[Extracted data entries]
————————
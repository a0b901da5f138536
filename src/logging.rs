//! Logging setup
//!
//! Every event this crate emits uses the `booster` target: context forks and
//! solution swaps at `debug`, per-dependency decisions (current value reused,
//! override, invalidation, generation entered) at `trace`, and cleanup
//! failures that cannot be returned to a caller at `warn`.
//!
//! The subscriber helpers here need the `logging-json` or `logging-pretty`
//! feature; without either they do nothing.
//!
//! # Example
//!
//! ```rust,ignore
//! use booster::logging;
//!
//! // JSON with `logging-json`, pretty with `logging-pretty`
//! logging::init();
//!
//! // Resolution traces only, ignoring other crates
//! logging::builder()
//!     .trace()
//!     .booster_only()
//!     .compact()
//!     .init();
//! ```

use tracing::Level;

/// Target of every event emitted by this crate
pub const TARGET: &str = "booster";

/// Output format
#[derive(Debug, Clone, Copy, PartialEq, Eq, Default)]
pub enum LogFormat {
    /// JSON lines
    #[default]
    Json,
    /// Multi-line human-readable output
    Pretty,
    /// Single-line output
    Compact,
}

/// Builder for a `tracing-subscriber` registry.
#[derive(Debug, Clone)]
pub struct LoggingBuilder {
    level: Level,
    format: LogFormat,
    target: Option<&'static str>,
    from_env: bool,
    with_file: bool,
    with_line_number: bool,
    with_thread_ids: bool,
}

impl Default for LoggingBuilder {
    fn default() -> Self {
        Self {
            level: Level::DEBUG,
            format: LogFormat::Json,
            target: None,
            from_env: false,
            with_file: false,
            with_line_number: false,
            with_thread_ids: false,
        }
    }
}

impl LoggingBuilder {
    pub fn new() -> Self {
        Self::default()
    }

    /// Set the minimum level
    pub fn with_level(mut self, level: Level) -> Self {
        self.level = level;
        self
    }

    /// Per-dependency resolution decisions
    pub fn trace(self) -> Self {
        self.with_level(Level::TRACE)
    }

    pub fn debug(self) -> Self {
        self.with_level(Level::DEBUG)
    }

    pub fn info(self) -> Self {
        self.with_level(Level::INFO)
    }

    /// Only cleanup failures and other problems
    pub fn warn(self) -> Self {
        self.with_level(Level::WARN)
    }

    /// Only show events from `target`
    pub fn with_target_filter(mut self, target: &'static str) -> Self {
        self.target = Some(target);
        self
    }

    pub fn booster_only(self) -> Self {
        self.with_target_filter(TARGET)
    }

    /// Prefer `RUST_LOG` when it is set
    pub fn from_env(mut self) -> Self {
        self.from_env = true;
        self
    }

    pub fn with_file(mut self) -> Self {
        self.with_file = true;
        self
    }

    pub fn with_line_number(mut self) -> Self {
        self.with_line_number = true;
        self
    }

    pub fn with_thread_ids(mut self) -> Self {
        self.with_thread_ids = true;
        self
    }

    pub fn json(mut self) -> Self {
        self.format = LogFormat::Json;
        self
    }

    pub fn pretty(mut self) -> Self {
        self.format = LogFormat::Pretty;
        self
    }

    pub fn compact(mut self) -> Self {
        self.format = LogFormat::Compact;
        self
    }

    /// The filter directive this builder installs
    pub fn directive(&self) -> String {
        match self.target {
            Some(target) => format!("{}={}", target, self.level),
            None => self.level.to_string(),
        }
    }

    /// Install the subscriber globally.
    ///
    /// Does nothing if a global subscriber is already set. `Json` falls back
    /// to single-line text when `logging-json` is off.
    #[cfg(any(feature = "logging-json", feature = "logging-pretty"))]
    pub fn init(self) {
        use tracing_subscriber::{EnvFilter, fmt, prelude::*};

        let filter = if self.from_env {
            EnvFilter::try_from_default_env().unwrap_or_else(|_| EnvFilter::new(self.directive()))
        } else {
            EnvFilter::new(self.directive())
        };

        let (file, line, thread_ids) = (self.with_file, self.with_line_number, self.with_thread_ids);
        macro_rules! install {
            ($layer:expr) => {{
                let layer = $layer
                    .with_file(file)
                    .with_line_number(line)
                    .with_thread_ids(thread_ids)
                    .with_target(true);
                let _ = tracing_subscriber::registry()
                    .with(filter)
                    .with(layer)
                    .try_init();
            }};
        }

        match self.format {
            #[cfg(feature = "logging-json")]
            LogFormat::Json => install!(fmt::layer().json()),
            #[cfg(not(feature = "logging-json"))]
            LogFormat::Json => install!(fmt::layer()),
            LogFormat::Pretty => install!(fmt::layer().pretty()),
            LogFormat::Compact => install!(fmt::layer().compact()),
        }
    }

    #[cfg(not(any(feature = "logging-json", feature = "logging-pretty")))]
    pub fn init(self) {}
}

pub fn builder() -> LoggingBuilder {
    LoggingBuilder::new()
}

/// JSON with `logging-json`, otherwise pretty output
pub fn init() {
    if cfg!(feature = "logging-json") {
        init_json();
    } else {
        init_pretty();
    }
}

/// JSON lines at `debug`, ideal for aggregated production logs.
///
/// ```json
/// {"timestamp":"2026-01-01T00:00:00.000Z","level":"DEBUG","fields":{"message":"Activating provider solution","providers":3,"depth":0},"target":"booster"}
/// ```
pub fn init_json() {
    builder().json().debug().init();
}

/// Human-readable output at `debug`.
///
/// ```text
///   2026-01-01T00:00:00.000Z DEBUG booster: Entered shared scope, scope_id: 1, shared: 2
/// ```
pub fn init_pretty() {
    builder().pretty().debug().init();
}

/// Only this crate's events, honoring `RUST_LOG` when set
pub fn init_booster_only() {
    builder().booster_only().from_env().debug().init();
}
————————
WHAT TO PRODUCE:
Copy exactly the stretch of data above from the line with "pub fn with_target_filter(mut" through the line with "self.format = LogFormat::Compact;", and omit all other lines.

PROBLEM SOLUTION:
    pub fn with_target_filter(mut self, target: &'static str) -> Self {
        self.target = Some(target);
        self
    }

    pub fn booster_only(self) -> Self {
        self.with_target_filter(TARGET)
    }

    /// Prefer `RUST_LOG` when it is set
    pub fn from_env(mut self) -> Self {
        self.from_env = true;
        self
    }

    pub fn with_file(mut self) -> Self {
        self.with_file = true;
        self
    }

    pub fn with_line_number(mut self) -> Self {
        self.with_line_number = true;
        self
    }

    pub fn with_thread_ids(mut self) -> Self {
        self.with_thread_ids = true;
        self
    }

    pub fn json(mut self) -> Self {
        self.format = LogFormat::Json;
        self
    }

    pub fn pretty(mut self) -> Self {
        self.format = LogFormat::Pretty;
        self
    }

    pub fn compact(mut self) -> Self {
        self.format = LogFormat::Compact;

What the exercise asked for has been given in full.